> **Description of the task**:
Lines from the beginning of the data through the line containing "one outbound call." are to be copied exactly, with no other line included.

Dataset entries
• • •

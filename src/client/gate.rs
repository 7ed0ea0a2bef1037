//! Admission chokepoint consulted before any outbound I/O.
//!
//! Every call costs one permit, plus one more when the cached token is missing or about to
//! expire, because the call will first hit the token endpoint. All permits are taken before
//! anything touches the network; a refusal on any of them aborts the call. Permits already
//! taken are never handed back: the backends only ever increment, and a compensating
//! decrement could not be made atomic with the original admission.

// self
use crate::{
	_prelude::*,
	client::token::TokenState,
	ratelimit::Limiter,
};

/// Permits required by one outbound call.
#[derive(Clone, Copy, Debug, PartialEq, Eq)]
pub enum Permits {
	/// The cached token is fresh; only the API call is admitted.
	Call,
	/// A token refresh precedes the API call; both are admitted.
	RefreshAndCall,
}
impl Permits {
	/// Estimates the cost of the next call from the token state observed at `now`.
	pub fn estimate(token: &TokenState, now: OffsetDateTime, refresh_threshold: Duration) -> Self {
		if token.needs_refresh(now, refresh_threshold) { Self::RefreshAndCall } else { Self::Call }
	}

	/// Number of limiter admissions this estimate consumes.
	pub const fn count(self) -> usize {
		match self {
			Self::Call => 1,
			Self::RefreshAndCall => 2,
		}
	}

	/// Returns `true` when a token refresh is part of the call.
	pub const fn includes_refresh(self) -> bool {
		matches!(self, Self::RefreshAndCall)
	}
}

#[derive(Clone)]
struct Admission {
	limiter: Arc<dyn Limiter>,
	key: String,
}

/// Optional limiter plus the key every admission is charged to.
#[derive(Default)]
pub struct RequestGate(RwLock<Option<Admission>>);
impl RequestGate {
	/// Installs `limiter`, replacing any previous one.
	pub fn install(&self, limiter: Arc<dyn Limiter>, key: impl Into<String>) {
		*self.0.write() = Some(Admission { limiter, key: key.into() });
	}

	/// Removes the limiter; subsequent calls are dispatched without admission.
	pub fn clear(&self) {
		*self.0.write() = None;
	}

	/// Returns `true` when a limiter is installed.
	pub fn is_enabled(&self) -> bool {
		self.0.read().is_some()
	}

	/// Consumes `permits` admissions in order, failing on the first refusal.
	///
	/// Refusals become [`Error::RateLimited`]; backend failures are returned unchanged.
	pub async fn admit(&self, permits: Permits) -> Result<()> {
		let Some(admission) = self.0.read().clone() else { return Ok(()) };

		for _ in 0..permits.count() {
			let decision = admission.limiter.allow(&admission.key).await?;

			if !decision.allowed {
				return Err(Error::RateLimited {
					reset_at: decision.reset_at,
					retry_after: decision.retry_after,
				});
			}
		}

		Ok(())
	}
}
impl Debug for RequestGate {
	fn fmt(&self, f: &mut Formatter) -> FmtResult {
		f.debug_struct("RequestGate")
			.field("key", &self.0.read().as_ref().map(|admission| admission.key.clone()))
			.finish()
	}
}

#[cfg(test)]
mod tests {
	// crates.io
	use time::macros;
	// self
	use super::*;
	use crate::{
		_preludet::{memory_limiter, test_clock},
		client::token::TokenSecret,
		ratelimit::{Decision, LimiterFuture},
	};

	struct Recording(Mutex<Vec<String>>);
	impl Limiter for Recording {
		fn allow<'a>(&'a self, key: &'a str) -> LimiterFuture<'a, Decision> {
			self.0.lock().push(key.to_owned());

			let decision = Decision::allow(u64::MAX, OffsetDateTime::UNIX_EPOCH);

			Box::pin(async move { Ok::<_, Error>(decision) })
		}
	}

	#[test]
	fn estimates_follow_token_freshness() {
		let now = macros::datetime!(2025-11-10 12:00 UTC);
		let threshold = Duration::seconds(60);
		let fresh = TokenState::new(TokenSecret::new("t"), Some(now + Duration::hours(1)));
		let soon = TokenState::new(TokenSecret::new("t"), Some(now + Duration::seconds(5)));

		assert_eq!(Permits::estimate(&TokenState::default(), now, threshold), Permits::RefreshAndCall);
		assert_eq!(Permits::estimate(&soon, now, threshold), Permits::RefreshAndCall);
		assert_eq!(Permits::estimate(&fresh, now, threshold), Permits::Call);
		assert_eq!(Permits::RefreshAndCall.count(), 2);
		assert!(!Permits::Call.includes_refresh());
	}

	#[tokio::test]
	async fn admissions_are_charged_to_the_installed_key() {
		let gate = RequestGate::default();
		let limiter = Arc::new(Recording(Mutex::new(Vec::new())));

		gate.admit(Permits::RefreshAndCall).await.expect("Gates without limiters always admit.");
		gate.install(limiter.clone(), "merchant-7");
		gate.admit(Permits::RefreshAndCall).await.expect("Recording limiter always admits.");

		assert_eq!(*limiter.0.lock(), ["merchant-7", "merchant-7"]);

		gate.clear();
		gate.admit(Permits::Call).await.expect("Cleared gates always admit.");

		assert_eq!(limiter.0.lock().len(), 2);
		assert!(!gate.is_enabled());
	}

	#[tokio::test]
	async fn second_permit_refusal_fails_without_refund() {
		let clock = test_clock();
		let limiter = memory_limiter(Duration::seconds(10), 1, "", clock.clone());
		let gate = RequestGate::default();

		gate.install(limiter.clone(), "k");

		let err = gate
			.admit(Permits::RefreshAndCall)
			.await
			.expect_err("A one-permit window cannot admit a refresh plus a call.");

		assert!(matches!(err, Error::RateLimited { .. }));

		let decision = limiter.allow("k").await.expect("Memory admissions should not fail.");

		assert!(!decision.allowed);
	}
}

• • •

> **Solution to the exercise**:
filename src/client/gate.rs
repository 7ed0ea0a2bef1037
//! Admission chokepoint consulted before any outbound I/O.
//!
//! Every call costs one permit, plus one more when the cached token is missing or about to
//! expire, because the call will first hit the token endpoint. All permits are taken before
//! anything touches the network; a refusal on any of them aborts the call. Permits already
//! taken are never handed back: the backends only ever increment, and a compensating
//! decrement could not be made atomic with the original admission.

// self
use crate::{
	_prelude::*,
	client::token::TokenState,
	ratelimit::Limiter,
};

/// Permits required by one outbound call.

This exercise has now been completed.